Première question : on affecte de croire généralement que tout progresse, la liberté comme le reste, et c’est une erreur certaine. La vitesse des avions et des automobiles s’est accrue, ce n’est pas pour cela qu’on circule et qu’on voyage plus commodément de par le monde ; bien au contraire, les obstacles artificiels s’avèrent plus nombreux et plus imperméables que les obstacles matériels d’autrefois. Les rotatives et les linotypes propagent, à l’adresse de millions de lecteurs, une pensée moins libre que ne l’était la pensée du XVIIIe siècle, alors que seuls existaient le composteur et la presse à main.
Pour nous référer à un passé récent, l’information est moins libre aujourd’hui qu’avant la dernière guerre. Je me souviens d’excellents articles sur la révolution espagnole de 1936 parus dans les journaux français les plus capitalistes qui fussent, ceux qu’on appelait alors communément « la presse pourrie » et qui, à de nombreux égards, avaient mérité une telle appellation.
Des reportages extrêmement véridiques, dénués de tout esprit partisan, d’une objectivité documentaire irréprochable, ont paru dans des journaux comme le « Petit Parisien » et comme le « Matin » d’avant-guerre. Les saisissantes relations d’Andrée Viollis, d’Albert Londres, étaient accueillies et publiées, non par des journaux de gauche, mais par des organes bourgeois dont elles faisaient monter commercialement le tirage, bien que les informations qu’elles rapportaient fussent souvent en contradiction absolue avec l’orientation conformiste, nationaliste et gouvernementale, de la feuille où elles paraissaient.

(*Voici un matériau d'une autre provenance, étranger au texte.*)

use std::sync::Arc;

/// Store open configuration (spec §6's configuration surface). Built through
/// [`StoreConfigBuilder`] the way the teacher's own configuration layer
/// accumulates a builder before handing it to `open`.
#[derive(Clone)]
pub struct StoreConfig {
    pub file_name: Option<String>,
    pub read_only: bool,
    pub recovery_mode: bool,
    pub cache_size_mb: usize,
    pub cache_concurrency: usize,
    pub page_split_size: usize,
    pub keys_per_page: usize,
    pub auto_commit_buffer_size_kb: usize,
    pub auto_commit_delay_ms: u64,
    pub auto_compact_fill_rate: u32,
    pub compress: CompressionMode,
    pub background_exception_handler: Option<Arc<dyn Fn(&crate::error::StorageError) + Send + Sync>>,
    /// Minimum age (ms) a fully-dead chunk must reach before its blocks are
    /// physically reclaimed. Exposed mainly so tests can shrink it instead
    /// of waiting out the real default.
    pub retention_time_ms: u64,
    /// Passphrase used to derive the store's encryption key. Taken out of
    /// the config and discarded the moment `Store::open` consumes it; the
    /// store never keeps a copy around.
    pub encryption_key: Option<Vec<u8>>,
}

#[derive(Debug, Clone, Copy, PartialEq, Eq)]
pub enum CompressionMode {
    Off,
    Lzf,
    Deflate,
}

impl Default for StoreConfig {
    fn default() -> Self {
        StoreConfig {
            file_name: None,
            read_only: false,
            recovery_mode: false,
            cache_size_mb: 16,
            cache_concurrency: 16,
            page_split_size: 16 * 1024,
            keys_per_page: 48,
            auto_commit_buffer_size_kb: 1024,
            auto_commit_delay_ms: 1000,
            auto_compact_fill_rate: 90,
            compress: CompressionMode::Off,
            background_exception_handler: None,
            retention_time_ms: crate::consts::DEFAULT_RETENTION_TIME_MS,
            encryption_key: None,
        }
    }
}

impl StoreConfig {
    pub fn builder() -> StoreConfigBuilder {
        StoreConfigBuilder::default()
    }

    pub fn is_in_memory(&self) -> bool {
        self.file_name.is_none()
    }
}

#[derive(Default)]
pub struct StoreConfigBuilder {
    config: StoreConfig,
}

impl StoreConfigBuilder {
    pub fn file_name(mut self, name: impl Into<String>) -> Self {
        self.config.file_name = Some(name.into());
        // In-memory stores default to a smaller split size; a file name
        // implies on-disk pages, so restore the file-backed default.
        if self.config.page_split_size == StoreConfig::default().page_split_size {
            self.config.page_split_size = 16 * 1024;
        }
        self
    }

    pub fn in_memory(mut self) -> Self {
        self.config.file_name = None;
        self.config.page_split_size = 48;
        self
    }

    pub fn read_only(mut self, value: bool) -> Self {
        self.config.read_only = value;
        self
    }

    pub fn recovery_mode(mut self, value: bool) -> Self {
        self.config.recovery_mode = value;
        self
    }

    pub fn cache_size_mb(mut self, value: usize) -> Self {
        self.config.cache_size_mb = value;
        self
    }

    pub fn cache_concurrency(mut self, value: usize) -> Self {
        self.config.cache_concurrency = value;
        self
    }

    pub fn page_split_size(mut self, value: usize) -> Self {
        self.config.page_split_size = value;
        self
    }

    pub fn keys_per_page(mut self, value: usize) -> Self {
        self.config.keys_per_page = value;
        self
    }

    pub fn auto_commit_buffer_size_kb(mut self, value: usize) -> Self {
        self.config.auto_commit_buffer_size_kb = value;
        self
    }

    pub fn auto_commit_delay_ms(mut self, value: u64) -> Self {
        self.config.auto_commit_delay_ms = value;
        self
    }

    pub fn auto_compact_fill_rate(mut self, value: u32) -> Self {
        self.config.auto_compact_fill_rate = value;
        self
    }

    pub fn compress(mut self, value: CompressionMode) -> Self {
        self.config.compress = value;
        self
    }

    pub fn background_exception_handler(
        mut self,
        handler: impl Fn(&crate::error::StorageError) + Send + Sync + 'static,
    ) -> Self {
        self.config.background_exception_handler = Some(Arc::new(handler));
        self
    }

    pub fn retention_time_ms(mut self, value: u64) -> Self {
        self.config.retention_time_ms = value;
        self
    }

    pub fn encryption_key(mut self, key: impl Into<Vec<u8>>) -> Self {
        self.config.encryption_key = Some(key.into());
        self
    }

    pub fn build(self) -> crate::error::Result<StoreConfig> {
        if self.config.read_only && self.config.file_name.is_none() {
            return Err(crate::error::StorageError::IllegalArgument(
                "read-only requires a file name".to_string(),
            ));
        }
        Ok(self.config)
    }
}

#[cfg(test)]
mod tests {
    use super::*;

    #[test]
    fn defaults_match_spec() {
        let config = StoreConfig::default();
        assert_eq!(config.cache_size_mb, 16);
        assert_eq!(config.cache_concurrency, 16);
        assert_eq!(config.auto_compact_fill_rate, 90);
        assert_eq!(config.auto_commit_delay_ms, 1000);
    }

    #[test]
    fn read_only_without_file_is_rejected() {
        let result = StoreConfig::builder().read_only(true).build();
        assert!(result.is_err());
    }

    #[test]
    fn in_memory_uses_small_split_size() {
        let config = StoreConfig::builder().in_memory().build().unwrap();
        assert!(config.is_in_memory());
        assert_eq!(config.page_split_size, 48);
    }

    #[test]
    fn encryption_key_and_retention_time_are_configurable() {
        let config = StoreConfig::builder()
            .in_memory()
            .encryption_key(b"passphrase".to_vec())
            .retention_time_ms(0)
            .build()
            .unwrap();
        assert_eq!(config.encryption_key.as_deref(), Some(b"passphrase".as_slice()));
        assert_eq!(config.retention_time_ms, 0);
    }
}
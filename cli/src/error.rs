use std::fmt;

#[derive(Debug, Clone, PartialEq)]
pub enum CLIError {
	ExternalError(String, String),
	UnknownArgument(String),
	MissingValue(&'static str),
	InvalidValue(&'static str, String),
	InsufficientArguments,
	NotFound(String),
}

impl fmt::Display for CLIError {
	fn fmt(&self, f: &mut fmt::Formatter<'_>) -> fmt::Result {
       fmt::Debug::fmt(&self, f)
    }
}

/// Wrap a library error, keeping the name of its type.
macro_rules! external {
	($kind:expr) => {
		|e| CLIError::ExternalError($kind.into(), e.to_string())
	};
}

pub(crate) use external;

pub type CLIResult<O=()> = Result<O, CLIError>;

Non seulement le temps présent ne nous offre aucun exemple de journaliste du niveau de ceux que nous venons de citer (les reporters d’aujourd’hui semblent bien pâles à côté d’eux), mais encore il n’existe pas, actuellement, de journal qui consente à publier un reportage dont la moindre ligne puisse être interprétée à l’encontre de l’idéologie ou de la phraséologie développée par ses éditoriaux. Là se décèle un terrible recul de la tolérance, que dis-je ? un véritable évanouissement de la liberté.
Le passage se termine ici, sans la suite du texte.